Akif'le çalıştığımız kafeden çıkıp benim evime doğru yürüyorduk.
Hava serindi. Eylül ayına yeni girmiştik. İş çıkışı olduğundan caddeler kalabalıktı. İnsanlar bir telaş evlerine yetişmeye çalışıyorlardı. Biz ise sakince el ele yürüyorduk. Çünkü onun da benim de yetişmem gereken bir yer yoktu. İkimiz de olmak istediğimiz yerde, birbirimizin yanındaydık.İkimiz de günün yoğunluğundan epey bir yorulmuştuk. Konuşmuyordum ama böylesi de çok güzeldi. Onunla sessizliği de seviyordum.
Başımı ona çevirip ileri bakan gözlerine baktım. Her zaman kendime dediğim şeyi dedim tekrardan içimden. 'o yıllarca ihtiyaç duyduğum kişiydi. İçimde eksikliğini hissettiğimdi. Ve o boşluğu dolduracak olanı bulmak benim en büyük şansımdı. İyi ki dedim. İyi ki buldum seni'
Önüme dönüp yolu izlemeye devam ettim. Evim kafeye çok uzak değildi. On dakikalık yürüme mesafesi vardı. Akif'in evi de bir kaç sokak ilerideydi. Hemen hemen her gün işten beraber çıkar yürürdük. O bana evime kadar eşlik eder sonra da kendi evine giderdi.

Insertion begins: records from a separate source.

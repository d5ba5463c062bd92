use axum::http::StatusCode;
use axum::response::{IntoResponse, Response};
use axum::Json;
use serde::Serialize;
use thiserror::Error;

use fleet_store::StoreError;

/// Wire shape of every error response body.
#[derive(Debug, Serialize)]
pub struct ErrorBody {
    pub message: String,
}

/// API-level error, mapped once to a status code and `{message}` body.
#[derive(Debug, Error)]
pub enum ApiError {
    /// Direct lookup of an unknown id (404).
    #[error("item with id {0} not found")]
    NotFound(String),

    /// Update aimed at an unknown id. Same message as `NotFound`, but the
    /// API contract answers 400 here rather than 404.
    #[error("item with id {0} not found")]
    UnknownUpdateTarget(String),

    #[error("missing required fields: {}", .0.join(", "))]
    Validation(Vec<String>),

    #[error("version conflict")]
    VersionConflict,

    #[error("path id and body id must match")]
    IdMismatch,

    #[error("I/O error: {0}")]
    Io(#[from] std::io::Error),

    #[error("internal error: {0}")]
    Internal(String),
}

pub type ApiResult<T> = Result<T, ApiError>;

impl ApiError {
    fn status(&self) -> StatusCode {
        match self {
            Self::NotFound(_) => StatusCode::NOT_FOUND,
            Self::UnknownUpdateTarget(_) | Self::Validation(_) | Self::IdMismatch => {
                StatusCode::BAD_REQUEST
            }
            Self::VersionConflict => StatusCode::CONFLICT,
            Self::Io(_) | Self::Internal(_) => StatusCode::INTERNAL_SERVER_ERROR,
        }
    }
}

impl IntoResponse for ApiError {
    fn into_response(self) -> Response {
        let status = self.status();
        // Never leak internals in a 500 body; the log has the detail.
        let message = if status == StatusCode::INTERNAL_SERVER_ERROR {
            tracing::error!(error = %self, "request failed");
            "unexpected error".to_string()
        } else {
            self.to_string()
        };
        (status, Json(ErrorBody { message })).into_response()
    }
}

impl From<StoreError> for ApiError {
    fn from(err: StoreError) -> Self {
        match err {
            StoreError::NotFound { id } => Self::NotFound(id),
            StoreError::Validation { missing } => Self::Validation(missing),
            StoreError::VersionConflict { .. } => Self::VersionConflict,
        }
    }
}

Oturduğum apartmanın önüne gelince durduk. Bana döndü. Elini ellerimden çekip iki eliyle boynumdaki atkıyı düzeltti.
"evet geldik. Kendine dikkat et. Hava soğuyor üşütme"
"Eylül ayındayız o kadar da soğuk değil."
"yarın Eylülün ikisi. Hem de ikimizin de tatil günü."
"yani?" dedim imalı bir sesle.
"unuttun mu?"
"neyi?" dedim. Aslında ne olduğunu gayet iyi biliyordum.
"birinci yıl dönümümüz. Unuttun mu?"
"hayır tabi ki. Sen hatırlıyor musun diye denedim." dedim gülerek.
"yeni açılan bir restoran var. Oraya gidelim mi?"
"olabilir"
"o zaman saat kaçta diyelim? Akşam yemeğine ne dersin?"
"olur. Harika olur?"
"tamam o zaman yarın akşam gelir seni alırım"
Gülümsedim ve apartmanın kapısını açıp içeri girdim. Akif de el salladı ve kendi evine yürümeye devam etti.
Evime girdim. Üzerimdeki trençkotu çıkarıp holdeki askılığa astım. Atkımı da aynı şekilde. Kollarımı iki yana açıp gerildim. Tüm gün kafede ayakta durmak çok yoruyordu. Başka bir meslek yapmak isterdim. Ama mecburdum. Polis akemisi okuyup bir kafede çalışmak çok ağrıma gidiyordu. İki yıl olmuştu. Canımdan çok sevdiğim o mesleği bırakalı. Düşününce hala içim acıyor. Aklıma geldiği her an gözlerim dolar gibi oluyordu. Başka bir şeyle uğraşmalı yine zihnimi ele geçiren düşüncelerimden kurtulmalıydım.
Odama geçip gün içinde giydiğim kıyafetlerimi çıkarıp evde rahat edebileceğim bir tişört ve eşofman giydim. Saat yediye geliyordu. Kendime acı bir kahve yapıp salona geçtim. 1+1 olan evim uzun süredir bana yetiyordu. Küçük bir salon, daha da küçük bir yatak odası ve güzel bir mutfak. Mutfağımın balkonunda da ufak bir oturma köşesi koymuştum.
Salonda elimde kahveyle L koltuğuma oturdum ve rahatlamak için televizyondan sakin bir müzik açtım. Koltuğun üzerindeki battaniyeye de sarıldım. Bu huzur çok güzel hissettieiyordu. Yarın iş de yoktu. Aslında pazarları tatilim değildi. Çünkü kafe en çok pazar günleri yoğun olurdu. Ama iki aydır pazarları çalışınca kafe müdürü pazar günü Akif'e de bana da tatil vermişti. Gerçi bir şey farketmezdi. Genelde pazar günleri ailesiyle vakit geçirmek isteyenler tatil yapardı. Benim de Akif'in de ailesi uzaktaydı.